Page 27 of Two Nights


  A stiff embrace, then the women separated. Stella raised a fist and brought it down hard on her chest. Turned and began weaving toward the finish line.

  In my peripheral vision I saw uniforms clotting up on the infield, materializing like storm troopers out of a mist.

  Beside me, Gus was barking into his phone. Suicide bomber. White tunic. Pink scarf.

  A vicious claw clamped down on my heart. I knew protocol. Knew that in seconds snipers would focus their crosshairs on Stella’s brain stem and fire.

  The next few moments flashed by like blurred images outside the window of a speeding train.

  Ignoring Gus’s shouted pleas, I lowered my head and muscled my way to the edge of the track. Once there, I sprinted toward the finish line. When Stella emerged from the crowd, ten feet up, I checked for one critical detail. Almost cried with relief. Clutched in her right hand was a triggering device.

  Body still acting without permission from my higher centers, I rushed up behind her, fingers death-gripping the chin strap of the red equestrian helmet. Sensing danger or hearing movement, Stella spun.

  For a blink, our eyes locked. In that heartbeat joining I recognized a passion I knew only too well. The fire in the brain that blocks reason. The flame in the heart that allows only blind compliance.

  And I saw something else. Inked on Stella’s right cheek were two interlocking J’s.

  Conflicting emotions blast-beat a death metal cadence inside me. Fury. Loathing. Pity.

  Stella had succumbed. Had become the very thing I’d battled my whole childhood.

  Still.

  I didn’t want her dead.

  Acting on instinct, I slid my left leg forward, bent my knees, and swung the helmet with all the strength I could muster. The rigid outer shell struck Stella’s right temple with a sound like a rock hitting concrete.

  Stella’s head snapped sideways. Her brain sloshed right, slammed hard, then ricocheted left and collided with the opposite inner surface of her skull. Tiny vessels ruptured at both impact sites.

  Stella’s lids fluttered, then her eyes rolled up. As her body crumpled, her hand went limp.

  The detonator fell free. I kicked it across the ground.

  “Move away!” A voice bellowed at my back.

  “She’s out cold!”

  “Move away!”

  “Don’t shoot! She’s a sixteen-year-old kid!”

  “Now!”

  I stepped back, gaze whipping from Stella to the trio she’d just left. Landmine remained huddled with Shirley Scranton. They hadn’t yet noticed all the blue closing in. Not so Bronco. He was gone.

  Fuck! Which way?

  Eyes skidding, searching, I began plowing toward gate three. Twenty yards, then, to my right, curses and catcalls, a ripple of outrage snaking fast.

  Bronco was moving like a buck caning tall grass. On his head was an Irish flat cap. The aviators had been replaced by black plastic frames holding clear lenses. Reading his direction of movement, I swung the same way, cutting the angle.

  Never slowing, Bronco yanked off and tossed the suit coat and tie. He was fast for a guy in steel-toed boots. But not fast enough. When we hit the tunnel I’d drawn to within thirty feet.

  The narrow cavern was wall-to-wall revelers. Bronco skimmed along one side, knees and elbows pumping. I followed, breath sounding like thunder in my ears, footfalls like buckshot bouncing off cement.

  At one point I heard a series of pops topside. Gunshots? Had Stella resumed consciousness and attempted to rise? An amplified bugle made it impossible to interpret the sounds.

  Bronco hooked right at the end of the tunnel and drilled through the jam on Central Avenue. I bull-charged the same path. Those we knocked aside took us for two more rude drunks.

  Until Bronco pulled a Kahr P380 from his boot.

  People screamed and scrambled to get out of the way. I was glad for their scattering, if not for the gun.
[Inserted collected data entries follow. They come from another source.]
use kcommon::{BoxFuture, RequestOptions};
use kcontract::{ContractError, FieldKind, ShapeDescriptor};
use kengine::{Contract, Invocation, OrchestrationFailure, Tool};
use kprovider::Prompt;
use serde::{Deserialize, Serialize};

use crate::common::{CONFIDENCE_LEVELS, Confidence, TextReport, completion, or_placeholder};

const QUERY_TYPES: &[&str] = &["date-to-info", "day-to-dates"];

pub const MONTH_NAMES: [&str; 12] = [
    "January",
    "February",
    "March",
    "April",
    "May",
    "June",
    "July",
    "August",
    "September",
    "October",
    "November",
    "December",
];

pub const WEEKDAY_NAMES: [&str; 7] = [
    "Monday",
    "Tuesday",
    "Wednesday",
    "Thursday",
    "Friday",
    "Saturday",
    "Sunday",
];

fn is_leap_year(year: i32) -> bool {
    (year % 4 == 0 && year % 100 != 0) || year % 400 == 0
}

fn days_in_month(year: i32, month: u32) -> u32 {
    match month {
        2 if is_leap_year(year) => 29,
        2 => 28,
        4 | 6 | 9 | 11 => 30,
        _ => 31,
    }
}

fn month_name(month: u32) -> Option<&'static str> {
    let index = usize::try_from(month).ok()?.checked_sub(1)?;
    MONTH_NAMES.get(index).copied()
}

/// What the user wants to know about the calendar.
#[derive(Debug, Clone, PartialEq)]
pub enum DateTimeQuery {
    /// Everything about one day.
    DateInfo { year: i32, month: u32, day: u32 },
    /// Every date in a month that falls on `weekday`.
    DayToDates {
        year: i32,
        month: u32,
        weekday: String,
    },
}

impl DateTimeQuery {
    pub fn date(year: i32, month: u32, day: u32) -> Self {
        Self::DateInfo { year, month, day }
    }

    pub fn weekdays_in(year: i32, month: u32, weekday: impl Into<String>) -> Self {
        Self::DayToDates {
            year,
            month,
            weekday: weekday.into(),
        }
    }

    pub fn query_type(&self) -> QueryType {
        match self {
            Self::DateInfo { .. } => QueryType::DateToInfo,
            Self::DayToDates { .. } => QueryType::DayToDates,
        }
    }

    fn validate(&self) -> Result<(), String> {
        let (year, month) = match self {
            Self::DateInfo { year, month, .. } | Self::DayToDates { year, month, .. } => {
                (*year, *month)
            }
        };
        if month_name(month).is_none() {
            return Err(format!("month {month} is outside 1..=12"));
        }
        match self {
            Self::DateInfo { day, .. } if *day == 0 || *day > days_in_month(year, month) => {
                Err(format!("day {day} does not exist in {year}-{month:02}"))
            }
            Self::DayToDates { weekday, .. } if canonical_weekday(weekday).is_none() => {
                Err(format!("unknown day of the week `{}`", weekday.trim()))
            }
            _ => Ok(()),
        }
    }
}

fn canonical_weekday(value: &str) -> Option<&'static str> {
    let value = value.trim();
    WEEKDAY_NAMES
        .into_iter()
        .find(|name| name.eq_ignore_ascii_case(value))
}

#[derive(Debug, Clone, Copy, PartialEq, Eq, Serialize, Deserialize)]
pub enum QueryType {
    #[serde(rename = "date-to-info")]
    DateToInfo,
    #[serde(rename = "day-to-dates")]
    DayToDates,
}

impl QueryType {
    pub fn as_str(self) -> &'static str {
        match self {
            Self::DateToInfo => "date-to-info",
            Self::DayToDates => "day-to-dates",
        }
    }
}

#[derive(Debug, Clone, PartialEq, Serialize, Deserialize)]
pub struct DateInfo {
    pub formatted_date: String,
    pub day_of_week: String,
    pub day_number: u32,
    pub month_name: String,
    pub year: i32,
    pub century: String,
    pub millennium: String,
    #[serde(default)]
    pub julian_day: Option<f64>,
    #[serde(default)]
    pub historical_events: Vec<String>,
    #[serde(default)]
    pub astronomical_info: Vec<String>,
    #[serde(default)]
    pub cultural_significance: Vec<String>,
    pub season: String,
    #[serde(default)]
    pub zodiac_sign: Option<String>,
}

#[derive(Debug, Clone, PartialEq, Serialize, Deserialize)]
pub struct MatchingDates {
    pub month_name: String,
    pub year: i32,
    pub day_of_week: String,
    pub dates: Vec<u32>,
    pub total_count: u32,
    pub formatted_dates: Vec<String>,
}

#[derive(Debug, Clone, PartialEq, Serialize, Deserialize)]
pub struct DateTimeReport {
    pub query_type: QueryType,
    #[serde(default)]
    pub date_info: Option<DateInfo>,
    #[serde(default)]
    pub matching_dates: Option<MatchingDates>,
    pub calculation_method: String,
    pub confidence: Confidence,
    #[serde(default)]
    pub historical_accuracy_note: Option<String>,
    pub disclaimer: String,
}

impl Contract for DateTimeReport {
    fn shape() -> ShapeDescriptor {
        let date_info = ShapeDescriptor::new()
            .required("formatted_date", FieldKind::String)
            .required("day_of_week", FieldKind::String)
            .required("day_number", FieldKind::Number)
            .required("month_name", FieldKind::String)
            .required("year", FieldKind::Number)
            .required("century", FieldKind::String)
            .required("millennium", FieldKind::String)
            .optional("julian_day", FieldKind::Number)
            .optional("historical_events", FieldKind::array_of(FieldKind::String))
            .optional("astronomical_info", FieldKind::array_of(FieldKind::String))
            .optional("cultural_significance", FieldKind::array_of(FieldKind::String))
            .required("season", FieldKind::String)
            .optional("zodiac_sign", FieldKind::String);
        let matching = ShapeDescriptor::new()
            .required("month_name", FieldKind::String)
            .required("year", FieldKind::Number)
            .required("day_of_week", FieldKind::String)
            .required("dates", FieldKind::array_of(FieldKind::Number))
            .required("total_count", FieldKind::Number)
            .required("formatted_dates", FieldKind::array_of(FieldKind::String));

        ShapeDescriptor::new()
            .required("query_type", FieldKind::Enum(QUERY_TYPES))
            .optional("date_info", FieldKind::Object(date_info))
            .optional("matching_dates", FieldKind::Object(matching))
            .required("calculation_method", FieldKind::String)
            .required("confidence", FieldKind::Enum(CONFIDENCE_LEVELS))
            .optional("historical_accuracy_note", FieldKind::String)
            .required("disclaimer", FieldKind::String)
    }

    /// The answer block must match the declared query type.
    fn check(&self) -> Result<(), ContractError> {
        match self.query_type {
            QueryType::DateToInfo if self.date_info.is_none() => {
                Err(ContractError::missing_field("date_info"))
            }
            QueryType::DayToDates => match &self.matching_dates {
                None => Err(ContractError::missing_field("matching_dates")),
                Some(found) if found.total_count as usize != found.dates.len() => {
                    Err(ContractError::constraint(
                        "matching_dates.total_count",
                        format!(
                            "{} does not match the {} dates listed",
                            found.total_count,
                            found.dates.len()
                        ),
                    ))
                }
                Some(_) => Ok(()),
            },
            QueryType::DateToInfo => Ok(()),
        }
    }
}

impl DateTimeReport {
    pub fn to_text_report(&self) -> String {
        let mut report = TextReport::new("Date & Time Report")
            .field("Query Type", self.query_type.as_str())
            .field("Confidence", self.confidence.as_str())
            .gap();

        if let Some(info) = &self.date_info {
            report = report
                .field("Date", &info.formatted_date)
                .field("Day of Week", &info.day_of_week)
                .field("Century", &info.century)
                .field("Millennium", &info.millennium)
                .field("Season", &info.season)
                .field(
                    "Zodiac Sign",
                    or_placeholder(info.zodiac_sign.as_deref(), "Not applicable"),
                )
                .gap()
                .list("Historical Events", &info.historical_events)
                .list("Astronomical Information", &info.astronomical_info)
                .list("Cultural Significance", &info.cultural_significance);
        }

        if let Some(found) = &self.matching_dates {
            report = report
                .field("Month", format!("{} {}", found.month_name, found.year))
                .field("Day of Week", &found.day_of_week)
                .field("Total", found.total_count.to_string())
                .gap()
                .list("Matching Dates", &found.formatted_dates);
        }

        report = report.section("Calculation Method", &self.calculation_method);
        if let Some(note) = &self.historical_accuracy_note {
            report = report.section("Historical Accuracy", note);
        }
        report.finish(&self.disclaimer)
    }
}

#[derive(Debug, Clone)]
pub struct DateTimeCheckerTool {
    query: DateTimeQuery,
    options: RequestOptions,
}

impl DateTimeCheckerTool {
    pub fn new(query: DateTimeQuery) -> Self {
        Self {
            query,
            options: RequestOptions::default(),
        }
    }

    pub fn with_options(mut self, options: RequestOptions) -> Self {
        self.options = options;
        self
    }

    fn prompt(&self) -> Prompt {
        match &self.query {
            DateTimeQuery::DateInfo { year, month, day } => Prompt::new(format!(
                "You are an AI assistant specialized in calendar calculations and historical date analysis.\n\
Analyze the date: {day}/{month}/{year} ({year:04}-{month:02}-{day:02})\n\n\
Provide the day of the week, historical and cultural significance, astronomical \
information and calendar system details.\n\n\
Return your analysis in a JSON object with these keys:\n\
- \"query_type\": \"date-to-info\"\n\
- \"date_info\": (object) with \"formatted_date\", \"day_of_week\", \"day_number\" ({day}), \
\"month_name\", \"year\" ({year}), \"century\", \"millennium\", \"julian_day\" (number, if calculable), \
\"historical_events\", \"astronomical_info\", \"cultural_significance\" (arrays of strings), \
\"season\" (Northern Hemisphere) and \"zodiac_sign\"\n\
- \"calculation_method\": (string) How the day was calculated\n\
- \"confidence\": (string, one of \"High\", \"Medium\", \"Low\")\n\
- \"historical_accuracy_note\": (string) Note about historical calendar accuracy\n\
- \"disclaimer\": (string) Standard disclaimer about AI calculations"
            )),
            DateTimeQuery::DayToDates {
                year,
                month,
                weekday,
            } => {
                let month_name = month_name(*month).unwrap_or_default();
                let weekday = canonical_weekday(weekday).unwrap_or_default();
                Prompt::new(format!(
                    "You are an AI assistant specialized in calendar calculations.\n\
Find all dates in {month_name} {year} that fall on a {weekday}.\n\n\
Return your analysis in a JSON object with these keys:\n\
- \"query_type\": \"day-to-dates\"\n\
- \"matching_dates\": (object) with \"month_name\" (\"{month_name}\"), \"year\" ({year}), \
\"day_of_week\" (\"{weekday}\"), \"dates\" (array of day numbers), \"total_count\" (number of \
{weekday}s in the month) and \"formatted_dates\" (array of full date strings)\n\
- \"calculation_method\": (string) How the dates were calculated\n\
- \"confidence\": (string, one of \"High\", \"Medium\", \"Low\")\n\
- \"disclaimer\": (string) Standard disclaimer about AI calculations"
                ))
            }
        }
    }
}

impl Tool for DateTimeCheckerTool {
    type Output = DateTimeReport;

    fn kind(&self) -> &'static str {
        "date_time_checker"
    }

    fn validate_input(&self) -> Result<(), String> {
        self.query.validate()
    }

    fn run<'a>(
        &'a self,
        invocation: &'a mut Invocation,
    ) -> BoxFuture<'a, Result<Self::Output, OrchestrationFailure>> {
        Box::pin(async move {
            let request = completion(invocation, &self.options, self.prompt());
            invocation.complete_json("calendar", request).await
        })
    }
}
The extra space allowed me to kick into high as I fired onto Fourth Street.

  The years of jogging twenty miles each week were paying off. My legs were staying strong. Still I felt like I was running through one of my nightmares. Like my feet refused to move fast enough.

  Eventually, Bronco veered left and skirted the side of a pharmacy. A few loping strides, then he charged across the street and disappeared into an armada of RV big rigs moored in a vacant lot. I was seconds behind.

  Rounding the outermost Winnebago, I saw only amber sun slashing the narrow passages intersecting at right angles between the rows of trailers. No Bronco.

  Panic hit me like a rockslide.

  I pulled out my burner and dialed Gus. Got voicemail. Pant-whispered, “RVs, Oakdale.”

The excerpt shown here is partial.